Record excerpts Start Marker
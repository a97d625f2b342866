//! TIC core library: streaming decoder for the utility-meter telemetry link.
//!
//! The link is an endless serial feed of frames (`0x02`…`0x03`), each holding
//! datasets (`0x0A`…`0x0D`) made of a name, an optional timestamp, a value and
//! a checksum. Two generations share the wire: "historic" separates fields
//! with a space, "standard" with a tab, and the two disagree on what the
//! checksum covers.
//!
//! The crate is organised like a small pipeline: byte sources feed the
//! decoder one byte at a time, and the analysis layer aggregates decoded
//! datasets into a deterministic report. All I/O lives in `source`; the
//! decoder itself is a pure state machine that never blocks.
//!
//! Invariants:
//! - The accumulation buffer never exceeds its capacity.
//! - Every decode error sends the decoder back to frame search; feeding more
//!   bytes always resynchronizes.
//! - Report outputs are deterministic and stable across runs.
//!
//! # Examples
//! ```no_run
//! use std::path::Path;
//!
//! use tic_core::{DecoderConfig, decode_capture_file};
//!
//! let report = decode_capture_file(Path::new("capture.tic"), DecoderConfig::default())?;
//! println!("datasets: {}", report.summary.datasets_total);
//! # Ok::<(), Box<dyn std::error::Error>>(())
//! ```

use serde::{Deserialize, Serialize};

mod analysis;
mod config;
pub mod protocol;
mod source;

pub use analysis::{AnalysisError, analyze_source, decode_capture_file};
pub use config::{ConfigError, DecoderConfig, FieldLimits, OverflowPolicy};
pub use protocol::{
    Dataset, DecodeError, Decoder, DecoderState, DecoderStats, ErrorKind, Generation, Outcome,
};
pub use source::{ByteSource, ReaderSource, SliceSource, SourceError};

/// Current report schema version.
pub const REPORT_VERSION: u32 = 1;
/// Default timestamp used when the capture has no modification time.
pub const DEFAULT_GENERATED_AT: &str = "1970-01-01T00:00:00Z";

/// Decoding report for one capture, with deterministic ordering.
///
/// # Examples
/// ```
/// use tic_core::{DecoderConfig, make_stub_report};
///
/// let report = make_stub_report("capture.tic", 123, DecoderConfig::default());
/// assert_eq!(report.report_version, tic_core::REPORT_VERSION);
/// ```
#[derive(Debug, Clone, Serialize, Deserialize)]
pub struct Report {
    /// Report schema version (not the binary version).
    pub report_version: u32,
    /// Tool identification metadata.
    pub tool: ToolInfo,
    /// RFC3339 timestamp of the capture.
    pub generated_at: String,
    /// Input capture metadata.
    pub input: InputInfo,
    /// Decoder configuration the report was produced with.
    pub config: DecoderConfig,
    /// Stream-level counters.
    pub summary: StreamSummary,
    /// Decode errors by kind, only kinds that occurred.
    pub errors: Vec<ErrorSummary>,
    /// Per-name summaries sorted by name.
    pub labels: Vec<LabelSummary>,
    /// Every decoded dataset in stream order.
    pub datasets: Vec<Dataset>,
}

/// Tool metadata embedded in reports.
#[derive(Debug, Clone, Serialize, Deserialize)]
pub struct ToolInfo {
    pub name: String,
    pub version: String,
}

/// Input capture metadata embedded in reports.
#[derive(Debug, Clone, Serialize, Deserialize)]
pub struct InputInfo {
    /// Input path as provided to the decoder.
    pub path: String,
    /// Input size in bytes.
    pub bytes: u64,
}

/// Stream-level counters.
///
/// # Examples
/// ```
/// use tic_core::StreamSummary;
///
/// let summary = StreamSummary::default();
/// assert_eq!(summary.datasets_total, 0);
/// ```
#[derive(Debug, Clone, Default, PartialEq, Eq, Serialize, Deserialize)]
pub struct StreamSummary {
    /// Bytes fed to the decoder.
    pub bytes_total: u64,
    /// Frame start markers accepted.
    pub frames_started: u64,
    /// Frames closed by a frame stop marker.
    pub frames_completed: u64,
    /// Datasets decoded.
    pub datasets_total: u64,
    /// Datasets with at least one field clipped to its cap.
    pub datasets_truncated: u64,
    pub historic_datasets: u64,
    pub standard_datasets: u64,
    /// Decode errors of any kind.
    pub errors_total: u64,
}

/// Count of one decode error kind.
#[derive(Debug, Clone, PartialEq, Eq, Serialize, Deserialize)]
pub struct ErrorSummary {
    pub kind: ErrorKind,
    pub count: u64,
    /// At most three occurrences, formatted as `byte <offset>: <message>`.
    #[serde(default, skip_serializing_if = "Vec::is_empty")]
    pub examples: Vec<String>,
}

/// Summary of every dataset sharing one name.
#[derive(Debug, Clone, PartialEq, Eq, Serialize, Deserialize)]
pub struct LabelSummary {
    pub name: String,
    /// Generation of the last dataset with this name.
    pub generation: Generation,
    pub count: u64,
    pub last_value: String,
    /// Timestamp of the last dataset, when it carried one.
    #[serde(skip_serializing_if = "Option::is_none")]
    pub last_timestamp: Option<String>,
}

/// Build a stub report with base fields filled and empty aggregates.
///
/// # Examples
/// ```
/// use tic_core::{DecoderConfig, make_stub_report};
///
/// let report = make_stub_report("capture.tic", 123, DecoderConfig::default());
/// assert!(report.datasets.is_empty());
/// assert_eq!(report.input.bytes, 123);
/// ```
pub fn make_stub_report(input_path: &str, input_bytes: u64, config: DecoderConfig) -> Report {
    Report {
        report_version: REPORT_VERSION,
        tool: ToolInfo {
            name: "tic".to_string(),
            version: env!("CARGO_PKG_VERSION").to_string(),
        },
        generated_at: DEFAULT_GENERATED_AT.to_string(),
        input: InputInfo {
            path: input_path.to_string(),
            bytes: input_bytes,
        },
        config,
        summary: StreamSummary::default(),
        errors: vec![],
        labels: vec![],
        datasets: vec![],
    }
}
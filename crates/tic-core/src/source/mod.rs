//! Byte sources feeding the decoder.
//!
//! A source only moves forward: reads consume bytes and nothing is ever
//! pushed back. All buffering of unread bytes is the source's business.

mod reader;
mod slice;

pub use reader::ReaderSource;
pub use slice::SliceSource;

use thiserror::Error;

pub trait ByteSource {
    /// Whether a byte can be read right now without waiting.
    fn available(&mut self) -> bool;

    /// Read the next byte, `Ok(None)` once the source is exhausted.
    fn read_byte(&mut self) -> Result<Option<u8>, SourceError>;

    /// Wait until bytes are available. `Ok(false)` once the input has ended.
    fn fill(&mut self) -> Result<bool, SourceError>;
}

impl<S: ByteSource + ?Sized> ByteSource for &mut S {
    fn available(&mut self) -> bool {
        (**self).available()
    }

    fn fill(&mut self) -> Result<bool, SourceError> {
        (**self).fill()
    }

    fn read_byte(&mut self) -> Result<Option<u8>, SourceError> {
        (**self).read_byte()
    }
}

#[derive(Debug, Error)]
pub enum SourceError {
    #[error("I/O error: {0}")]
    Io(#[from] std::io::Error),
}
use std::fs;
use std::path::{Path, PathBuf};

use tic_core::Generation::{Historic, Standard};
use tic_core::protocol::encoder::{FrameBuilder, apply_parity};

fn main() -> Result<(), String> {
    let root = PathBuf::from("tests/golden");
    write_capture(&root.join("historic").join("input.tic"), &historic_capture())?;
    write_capture(&root.join("standard").join("input.tic"), &standard_capture())?;
    write_capture(&root.join("noisy").join("input.tic"), &noisy_capture())?;
    Ok(())
}

fn write_capture(path: &Path, bytes: &[u8]) -> Result<(), String> {
    if let Some(parent) = path.parent() {
        fs::create_dir_all(parent)
            .map_err(|err| format!("failed to create {}: {}", parent.display(), err))?;
    }
    fs::write(path, bytes).map_err(|err| format!("failed to write {}: {}", path.display(), err))
}

fn historic_capture() -> Vec<u8> {
    let first = FrameBuilder::new()
        .dataset(Historic, "ADCO", "", "031528123456")
        .dataset(Historic, "OPTARIF", "", "BASE")
        .dataset(Historic, "ISOUSC", "", "30")
        .dataset(Historic, "BASE", "", "002815424")
        .dataset(Historic, "PTEC", "", "TH..")
        .dataset(Historic, "IINST", "", "002")
        .dataset(Historic, "IMAX", "", "090")
        .dataset(Historic, "PAPP", "", "00420")
        .dataset(Historic, "HHPHC", "", "A")
        .dataset(Historic, "MOTDETAT", "", "000000")
        .finish();
    let second = FrameBuilder::new()
        .dataset(Historic, "ADCO", "", "031528123456")
        .dataset(Historic, "BASE", "", "002815431")
        .dataset(Historic, "IINST", "", "003")
        .dataset(Historic, "PAPP", "", "00640")
        .finish();

    let mut stream = first;
    stream.extend(second);
    apply_parity(&stream)
}

fn standard_capture() -> Vec<u8> {
    let first = FrameBuilder::new()
        .dataset(Standard, "ADSC", "", "041876097142")
        .dataset(Standard, "VTIC", "", "02")
        .dataset(Standard, "DATE", "E190223132520", "")
        .dataset(Standard, "NGTF", "", "      BASE      ")
        .dataset(Standard, "EAST", "", "000123456")
        .dataset(Standard, "IRMS1", "", "002")
        .dataset(Standard, "URMS1", "", "231")
        .dataset(Standard, "SINSTS", "e190223132520", "00290")
        .dataset(Standard, "SMAXSN", "E190223060432", "03115")
        .dataset(Standard, "STGE", "", "003A0001")
        .dataset(Standard, "MSG1", "", "PAS DE          MESSAGE         ")
        .finish();
    let second = FrameBuilder::new()
        .dataset(Standard, "DATE", "E190223132522", "")
        .dataset(Standard, "EAST", "", "000123470")
        .dataset(Standard, "SINSTS", "e190223132522", "00310")
        .finish();

    let mut stream = first;
    stream.extend(second);
    apply_parity(&stream)
}

/// Every recoverable fault, each followed by something valid.
fn noisy_capture() -> Vec<u8> {
    let mut wire = apply_parity(b"\r\nnoise");

    // Checksum mismatch: the rest of the frame is skipped.
    wire.extend(apply_parity(
        &FrameBuilder::new()
            .dataset(Historic, "ADCO", "", "031528123456")
            .raw(b"\nISOUSC 30 #\r")
            .dataset(Historic, "IINST", "", "002")
            .finish(),
    ));

    // Parity error on the third value byte of PAPP.
    let mut frame = apply_parity(
        &FrameBuilder::new()
            .dataset(Historic, "PAPP", "", "00420")
            .finish(),
    );
    frame[9] ^= 0x80;
    wire.extend(frame);

    // Framing error between two datasets.
    wire.extend(apply_parity(
        &FrameBuilder::new()
            .dataset(Historic, "IINST", "", "003")
            .raw(b"X")
            .dataset(Historic, "IMAX", "", "090")
            .finish(),
    ));

    // Name longer than eight bytes.
    wire.extend(apply_parity(
        &FrameBuilder::new()
            .dataset(Historic, "VERYLONGNAME", "", "1")
            .finish(),
    ));

    // Four separators with a valid checksum.
    wire.extend(apply_parity(
        &FrameBuilder::new()
            .dataset(Historic, "HHPHC", "", "A B C")
            .finish(),
    ));

    // Value clipped to its cap, then a regular dataset.
    let long_value = "0123456789".repeat(11);
    wire.extend(apply_parity(
        &FrameBuilder::new()
            .dataset(Standard, "MSG1", "", &long_value)
            .dataset(Standard, "EAST", "", "000123456")
            .finish(),
    ));

    // Dataset larger than the buffer: silent resync.
    let huge_value = "9".repeat(130);
    wire.extend(apply_parity(
        &FrameBuilder::new()
            .dataset(Standard, "MSG2", "", &huge_value)
            .finish(),
    ));

    wire.extend(apply_parity(
        &FrameBuilder::new()
            .dataset(Historic, "IINST", "", "005")
            .finish(),
    ));
    wire
}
Record excerpts End Marker
» **Problem to work on**:
In the records above, find each line with the string "once" and list it.

» **Completed task**:
    /// Read the next byte, `Ok(None)` once the source is exhausted.
    /// Wait until bytes are available. `Ok(false)` once the input has ended.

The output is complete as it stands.